Çalışanlarımızın anayasal hakkı olan grev hakkına saygı duymakla birlikte, grev hakkının kanuna, iyi niyet kurallarına aykırı tarzda, toplum zararına ve milli serveti tahrip edecek şekilde kullanılamayacağını da belirtmek isteriz. Ayrıca, grev yaparken kamu hizmetine tahsis edilmiş olan telekom şebekesine zarar vermenin Türk Ceza Kanunu tarafından suç sayılmış ve failleri 3 yıla kadar hapis ile cezalandırılması hükme bağlanmıştır.
Müşteriler işyerine sokulmuyor
Faili meçhul sabotaj olaylarının yanı sıra, maalesef yurdumuzun çeşitli yerlerinde grev uygulaması sırasında, greve katılan bazı çalışanların bir takım hukuka aykırı eylemlere tevessül ettiğine ilişkin bilgiler almaktayız. Özellikle greve katılmayarak işlerine devam eden çalışanlarımızın ve müşterilerimizin işyerine giriş ve çıkışlarına müdahale edildiği, özellikle sabotaj sonucu ortaya çıkan arızalara gece gündüz demeden müdahale eden ekiplerimizin çalışmalarının engellendiği, hatta darp ve şiddete başvurulduğu hususları vaki olup, konuyla ilgili her türlü yasal önlem, şikayet ve suç duyurusu işlemleri ikmal ettirilerek, konu ilgili mercilere intikal ettirilmiştir.
Ülke olarak içinde bulunduğumuz bu hassas dönemde haberleşme hizmetlerinin aksatılmadan devamını sağlamaya çalışan personelimize yönelik bu tür hukuka aykırı müdahaleleri ülkemizin bekasına müdahale olarak kabul ediyoruz. Hiç kimsenin şirketimizin faaliyetlerini hukuka aykırı bir şekilde durdurmaya çalışmak veya grev yapmak adına, hukuka aykırı eylemlerle ülkemizin haberleşme güvenliğini tehlikeye atmak gibi bir hakka sahip olmadığını belirtmek isteriz.

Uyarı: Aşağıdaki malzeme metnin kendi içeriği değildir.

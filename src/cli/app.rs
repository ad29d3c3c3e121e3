//! CLI definitions and entry point

use std::path::PathBuf;

use clap::{Args, Parser, Subcommand};

use super::commands;
use methodprune::output::OutputMode;

/// methodprune - Remove named methods from a source file
#[derive(Parser, Debug)]
#[command(
    name = "methodprune",
    version,
    about = "Remove named methods from a source file for manual review",
    long_about = "Remove named methods, with their doc comments, from a source file.\n\n\
                  Methods are found by their `private`/`public` declaration and measured\n\
                  by brace balance. The result goes to a new file; the input is never\n\
                  modified. Review the output, then move it over the original yourself."
)]
pub struct Cli {
    /// Enable verbose output
    #[arg(short, long, global = true)]
    pub verbose: bool,

    /// Output in JSON format (machine-readable)
    #[arg(long, global = true)]
    pub json: bool,

    /// Project config file (default: nearest .methodprune.toml)
    #[arg(long, global = true, value_name = "PATH")]
    pub config: Option<PathBuf>,

    #[command(subcommand)]
    pub command: Command,
}

#[derive(Subcommand, Debug)]
pub enum Command {
    /// Remove methods and write the result to a new file
    Prune {
        /// Source file to clean
        input: PathBuf,

        /// Output file (default: <INPUT>.cleaned)
        #[arg(short, long)]
        output: Option<PathBuf>,

        /// Report what would be removed without writing anything
        #[arg(long)]
        dry_run: bool,

        #[command(flatten)]
        selection: SelectionArgs,
    },

    /// Print the line spans of methods without removing anything
    Locate {
        /// Source file to search
        input: PathBuf,

        /// Method names to locate
        names: Vec<String>,

        #[command(flatten)]
        selection: SelectionArgs,
    },

    /// List available presets, or show one in detail
    Presets {
        /// Preset to show
        name: Option<String>,
    },
}

/// Method selection and locator settings shared by `prune` and `locate`
#[derive(Args, Debug, Default)]
pub struct SelectionArgs {
    /// Use a named preset (method list plus settings)
    #[arg(short, long)]
    pub preset: Option<String>,

    /// Method to remove (repeatable)
    #[arg(short, long = "method", value_name = "NAME")]
    pub methods: Vec<String>,

    /// File with one method name per line (`#` starts a comment)
    #[arg(long, value_name = "PATH")]
    pub methods_file: Option<PathBuf>,

    /// Doc-comment lookback: bounded, doc-block
    #[arg(long)]
    pub lookback: Option<String>,

    /// Maximum lines inspected above a declaration
    #[arg(long, value_name = "N")]
    pub lookback_depth: Option<usize>,

    /// Accepted access modifier (repeatable, replaces the configured list)
    #[arg(long = "modifier", value_name = "KEYWORD")]
    pub modifiers: Vec<String>,

    /// Also remove one blank line after each removed method
    #[arg(long, conflicts_with = "keep_blank")]
    pub trim_blank: bool,

    /// Never remove blank lines after removed methods
    #[arg(long)]
    pub keep_blank: bool,

    /// Exit with status 0 even when some methods are not found
    #[arg(long)]
    pub allow_missing: bool,
}

/// Run the CLI
pub fn run() -> anyhow::Result<()> {
    let cli = Cli::parse();

    if cli.verbose {
        env_logger::Builder::from_env(env_logger::Env::default().default_filter_or("debug")).init();
    } else {
        env_logger::Builder::from_env(env_logger::Env::default().default_filter_or("info")).init();
    }

    let output_mode = if cli.json {
        OutputMode::Json
    } else {
        OutputMode::Human
    };
    let config = cli.config.as_deref();

    match cli.command {
        Command::Prune {
            input,
            output,
            dry_run,
            selection,
        } => commands::prune(&input, output.as_deref(), dry_run, &selection, config, output_mode),
        Command::Locate {
            input,
            names,
            selection,
        } => commands::locate(&input, &names, &selection, config, output_mode),
        Command::Presets { name } => commands::presets(name.as_deref(), config, output_mode),
    }
}
//! List and inspect presets

use std::path::Path;

use methodprune::config::{self, ConfigError};
use methodprune::output::{OutputMode, PresetInfo, PresetListResult};

/// List presets, or show the one named `name`
pub fn presets(
    name: Option<&str>,
    config_path: Option<&Path>,
    mode: OutputMode,
) -> anyhow::Result<()> {
    let cwd = std::env::current_dir()?;
    let (catalog, project_file) = config::load_catalog(config_path, &cwd)?;
    if let Some(path) = &project_file {
        log::debug!("presets from {}", path.display());
    }

    let base = catalog.base_settings();
    let presets = match name {
        Some(name) => {
            let preset = catalog
                .find(name)
                .ok_or_else(|| ConfigError::UnknownPreset(name.to_string()))?;
            vec![PresetInfo::new(preset, &base)]
        },
        None => catalog.presets().iter().map(|p| PresetInfo::new(p, &base)).collect(),
    };

    PresetListResult {
        presets,
        detailed: name.is_some(),
    }
    .render(mode);

    Ok(())
}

Şirketimiz bu konudaki uğramış olduğu zararların tazmini dahil her türlü hakkını sonuna kadar arayacak ve tespit edildiğinde failler hakkında her türlü hukuki ve cezai tatbikatı son aşamasına kadar takip edecektir. Sorumluların, bağımsız yargı önünde er ya da geç hak ettikleri cezaları alacaklarına olan inancımız tamdır.
Kamuoyunun bilgisine saygıyla sunarız.